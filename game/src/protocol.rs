//! The line-oriented text protocol spoken between clients and the server.
use std::fmt;
use std::str::FromStr;

use snafu::Snafu;

use crate::deal::HAND_SIZE;
use crate::game::Game;
use crate::model::{Card, PlayerId, Suit};

/// Every line a client may send.
#[derive(Debug, Copy, Clone, Eq, PartialEq)]
pub enum Command {
    /// The handshake that must open every connection.
    Connect,
    /// Play the card in the given slot, counting from zero. On the wire the
    /// slot is a single digit counting from one.
    Card(usize),
    Exchange,
    Close,
    Stop,
    Help,
    Quit,
}

#[derive(Debug, Snafu, PartialEq, Eq)]
#[snafu(display("unknown command {input:?}"))]
pub struct ParseError {
    input: String,
}

impl FromStr for Command {
    type Err = ParseError;

    fn from_str(s: &str) -> Result<Self, Self::Err> {
        let s = s.trim();
        if let [digit @ b'1'..=b'9'] = s.as_bytes() {
            let slot = usize::from(digit - b'1');
            if slot < HAND_SIZE {
                return Ok(Command::Card(slot));
            }
        }
        match s.to_ascii_lowercase().as_str() {
            "connect" => Ok(Command::Connect),
            "exchange" => Ok(Command::Exchange),
            "close" => Ok(Command::Close),
            "stop" => Ok(Command::Stop),
            "help" => Ok(Command::Help),
            "quit" => Ok(Command::Quit),
            _ => ParseSnafu { input: s }.fail(),
        }
    }
}

/// Everything a player needs to see before choosing a move.
#[derive(Debug, Clone, Eq, PartialEq)]
pub struct TurnInfo {
    pub hand: Vec<Option<Card>>,
    pub trump_suit: Suit,
    pub face_up: Option<Card>,
    /// Cards still to be drawn, the face-up trump included.
    pub stock: usize,
    pub closed: bool,
    pub deal_points: u32,
    pub match_points: u32,
    pub opponent_match_points: u32,
}

impl TurnInfo {
    pub fn new(game: &Game, player: PlayerId) -> Self {
        let deal = game.deal();
        TurnInfo {
            hand: deal.hand(player).to_vec(),
            trump_suit: deal.trump_suit(),
            face_up: deal.face_up(),
            stock: deal.remaining() + usize::from(deal.face_up().is_some()),
            closed: deal.is_closed(),
            deal_points: deal.score(player),
            match_points: game.score(player),
            opponent_match_points: game.score(player.opponent()),
        }
    }
}

impl fmt::Display for TurnInfo {
    fn fmt(&self, f: &mut fmt::Formatter<'_>) -> fmt::Result {
        f.write_str("Your hand:")?;
        for (i, slot) in self.hand.iter().enumerate() {
            match slot {
                Some(card) => write!(f, " {}){}", i + 1, card)?,
                None => write!(f, " {})--", i + 1)?,
            }
        }
        f.write_str("\nTrump: ")?;
        match self.face_up {
            Some(card) => write!(f, "{}", card)?,
            None => write!(f, "{}", self.trump_suit.symbol())?,
        }
        write!(
            f,
            " | Stock: {} | Closed: {}\nYour points: {} | Game: {} - {}",
            self.stock,
            if self.closed { "yes" } else { "no" },
            self.deal_points,
            self.match_points,
            self.opponent_match_points
        )
    }
}

/// Every message the server sends.
#[derive(Debug, Clone, Eq, PartialEq)]
pub enum Notice {
    Waiting,
    EnoughPlayers,
    Start,
    YourTurn,
    NotYourTurn,
    TurnInfo(TurnInfo),
    YourCard { card: Card, marriage: Option<u32> },
    OpponentCard { card: Card, marriage: Option<u32> },
    YouClosed,
    OpponentClosed,
    YouExchanged { card: Card },
    OpponentExchanged,
    Trick { won: bool },
    Deal { won: bool, points: u32 },
    Game { won: bool },
    OpponentLeft,
    NotPossible,
    WrongInput,
    Help,
}

const HELP: &str = "\
Commands:
  1-6       play the card in that position of your hand
  exchange  swap the nine of trumps for the face-up trump
  close     close the stock; no more cards are drawn this deal
  stop      end the deal, claiming 66 points
  help      show this list
  quit      leave the game";

fn write_card(f: &mut fmt::Formatter<'_>, card: &Card, marriage: &Option<u32>) -> fmt::Result {
    write!(f, "{}", card)?;
    match marriage {
        Some(points) => write!(f, " Marriage: {}", points),
        None => Ok(()),
    }
}

fn won_or_lost(won: bool) -> &'static str {
    if won {
        "won"
    } else {
        "lost"
    }
}

impl fmt::Display for Notice {
    fn fmt(&self, f: &mut fmt::Formatter<'_>) -> fmt::Result {
        match self {
            Notice::Waiting => f.write_str("Waiting for the other player to connect."),
            Notice::EnoughPlayers => f.write_str("Already enough players."),
            Notice::Start => f.write_str("The game starts now."),
            Notice::YourTurn => f.write_str("It's your turn, pick a card number or write a command."),
            Notice::NotYourTurn => f.write_str("It's your opponent's turn, please wait."),
            Notice::TurnInfo(info) => write!(f, "{}", info),
            Notice::YourCard { card, marriage } => {
                f.write_str("Your card: ")?;
                write_card(f, card, marriage)
            }
            Notice::OpponentCard { card, marriage } => {
                f.write_str("Opponent's card: ")?;
                write_card(f, card, marriage)
            }
            Notice::YouClosed => f.write_str("You closed the stock."),
            Notice::OpponentClosed => f.write_str("Opponent closed."),
            Notice::YouExchanged { card } => write!(f, "You exchanged the trump, you took {}.", card),
            Notice::OpponentExchanged => f.write_str("Opponent exchanged the trump."),
            Notice::Trick { won } => write!(f, "You {} this trick.", won_or_lost(*won)),
            Notice::Deal { won, points } => {
                write!(f, "You {} this deal. Points: {}", won_or_lost(*won), points)
            }
            Notice::Game { won } => write!(
                f,
                "YOU {} THE GAME.",
                won_or_lost(*won).to_ascii_uppercase()
            ),
            Notice::OpponentLeft => f.write_str("Opponent left."),
            Notice::NotPossible => f.write_str("Operation not possible, try again."),
            Notice::WrongInput => f.write_str("Wrong input, try again."),
            Notice::Help => f.write_str(HELP),
        }
    }
}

- - -

▶ [ACTION ITEM]: The output should be the entire listing, exactly as it is.

▶ [OUTPUT FOR THIS EXERCISE]:
filename game/src/protocol.rs
//! The line-oriented text protocol spoken between clients and the server.
use std::fmt;
use std::str::FromStr;

use snafu::Snafu;

use crate::deal::HAND_SIZE;
use crate::game::Game;
use crate::model::{Card, PlayerId, Suit};

/// Every line a client may send.
#[derive(Debug, Copy, Clone, Eq, PartialEq)]
pub enum Command {
    /// The handshake that must open every connection.
    Connect,
    /// Play the card in the given slot, counting from zero. On the wire the
    /// slot is a single digit counting from one.
    Card(usize),
    Exchange,
    Close,
    Stop,
    Help,
    Quit,
}

#[derive(Debug, Snafu, PartialEq, Eq)]
#[snafu(display("unknown command {input:?}"))]
pub struct ParseError {
    input: String,
}

impl FromStr for Command {
    type Err = ParseError;

    fn from_str(s: &str) -> Result<Self, Self::Err> {
        let s = s.trim();
        if let [digit @ b'1'..=b'9'] = s.as_bytes() {
            let slot = usize::from(digit - b'1');
            if slot < HAND_SIZE {
                return Ok(Command::Card(slot));
            }
        }
        match s.to_ascii_lowercase().as_str() {
            "connect" => Ok(Command::Connect),
            "exchange" => Ok(Command::Exchange),
            "close" => Ok(Command::Close),
            "stop" => Ok(Command::Stop),
            "help" => Ok(Command::Help),
            "quit" => Ok(Command::Quit),
            _ => ParseSnafu { input: s }.fail(),
        }
    }
}

/// Everything a player needs to see before choosing a move.
#[derive(Debug, Clone, Eq, PartialEq)]
pub struct TurnInfo {
    pub hand: Vec<Option<Card>>,
    pub trump_suit: Suit,
    pub face_up: Option<Card>,
    /// Cards still to be drawn, the face-up trump included.
    pub stock: usize,
    pub closed: bool,
    pub deal_points: u32,
    pub match_points: u32,
    pub opponent_match_points: u32,
}

impl TurnInfo {
    pub fn new(game: &Game, player: PlayerId) -> Self {
        let deal = game.deal();
        TurnInfo {
            hand: deal.hand(player).to_vec(),
            trump_suit: deal.trump_suit(),
            face_up: deal.face_up(),
            stock: deal.remaining() + usize::from(deal.face_up().is_some()),
            closed: deal.is_closed(),
            deal_points: deal.score(player),
            match_points: game.score(player),
            opponent_match_points: game.score(player.opponent()),
        }
    }
}

impl fmt::Display for TurnInfo {
    fn fmt(&self, f: &mut fmt::Formatter<'_>) -> fmt::Result {
        f.write_str("Your hand:")?;
        for (i, slot) in self.hand.iter().enumerate() {
            match slot {
                Some(card) => write!(f, " {}){}", i + 1, card)?,
                None => write!(f, " {})--", i + 1)?,
            }
        }
        f.write_str("\nTrump: ")?;
        match self.face_up {
            Some(card) => write!(f, "{}", card)?,
            None => write!(f, "{}", self.trump_suit.symbol())?,
        }
        write!(
            f,
            " | Stock: {} | Closed: {}\nYour points: {} | Game: {} - {}",
            self.stock,
            if self.closed { "yes" } else { "no" },
            self.deal_points,
            self.match_points,
            self.opponent_match_points
        )
    }
}

/// Every message the server sends.
#[derive(Debug, Clone, Eq, PartialEq)]
pub enum Notice {
    Waiting,
    EnoughPlayers,
    Start,
    YourTurn,
    NotYourTurn,
    TurnInfo(TurnInfo),
    YourCard { card: Card, marriage: Option<u32> },
    OpponentCard { card: Card, marriage: Option<u32> },
    YouClosed,
    OpponentClosed,
    YouExchanged { card: Card },
    OpponentExchanged,
    Trick { won: bool },
    Deal { won: bool, points: u32 },
    Game { won: bool },
    OpponentLeft,
    NotPossible,
    WrongInput,
    Help,
}

const HELP: &str = "\
Commands:
  1-6       play the card in that position of your hand
  exchange  swap the nine of trumps for the face-up trump
  close     close the stock; no more cards are drawn this deal
  stop      end the deal, claiming 66 points
  help      show this list
  quit      leave the game";

fn write_card(f: &mut fmt::Formatter<'_>, card: &Card, marriage: &Option<u32>) -> fmt::Result {
    write!(f, "{}", card)?;
    match marriage {
        Some(points) => write!(f, " Marriage: {}", points),
        None => Ok(()),
    }
}

fn won_or_lost(won: bool) -> &'static str {
    if won {
        "won"
    } else {
        "lost"
    }
}

impl fmt::Display for Notice {
    fn fmt(&self, f: &mut fmt::Formatter<'_>) -> fmt::Result {
        match self {
            Notice::Waiting => f.write_str("Waiting for the other player to connect."),
            Notice::EnoughPlayers => f.write_str("Already enough players."),
            Notice::Start => f.write_str("The game starts now."),
            Notice::YourTurn => f.write_str("It's your turn, pick a card number or write a command."),
            Notice::NotYourTurn => f.write_str("It's your opponent's turn, please wait."),
            Notice::TurnInfo(info) => write!(f, "{}", info),
            Notice::YourCard { card, marriage } => {
                f.write_str("Your card: ")?;
                write_card(f, card, marriage)
            }
            Notice::OpponentCard { card, marriage } => {
                f.write_str("Opponent's card: ")?;
                write_card(f, card, marriage)
            }
            Notice::YouClosed => f.write_str("You closed the stock."),
            Notice::OpponentClosed => f.write_str("Opponent closed."),
            Notice::YouExchanged { card } => write!(f, "You exchanged the trump, you took {}.", card),
            Notice::OpponentExchanged => f.write_str("Opponent exchanged the trump."),
            Notice::Trick { won } => write!(f, "You {} this trick.", won_or_lost(*won)),
            Notice::Deal { won, points } => {
                write!(f, "You {} this deal. Points: {}", won_or_lost(*won), points)
            }
            Notice::Game { won } => write!(
                f,
                "YOU {} THE GAME.",
                won_or_lost(*won).to_ascii_uppercase()
            ),
            Notice::OpponentLeft => f.write_str("Opponent left."),
            Notice::NotPossible => f.write_str("Operation not possible, try again."),
            Notice::WrongInput => f.write_str("Wrong input, try again."),
            Notice::Help => f.write_str(HELP),
        }
    }
}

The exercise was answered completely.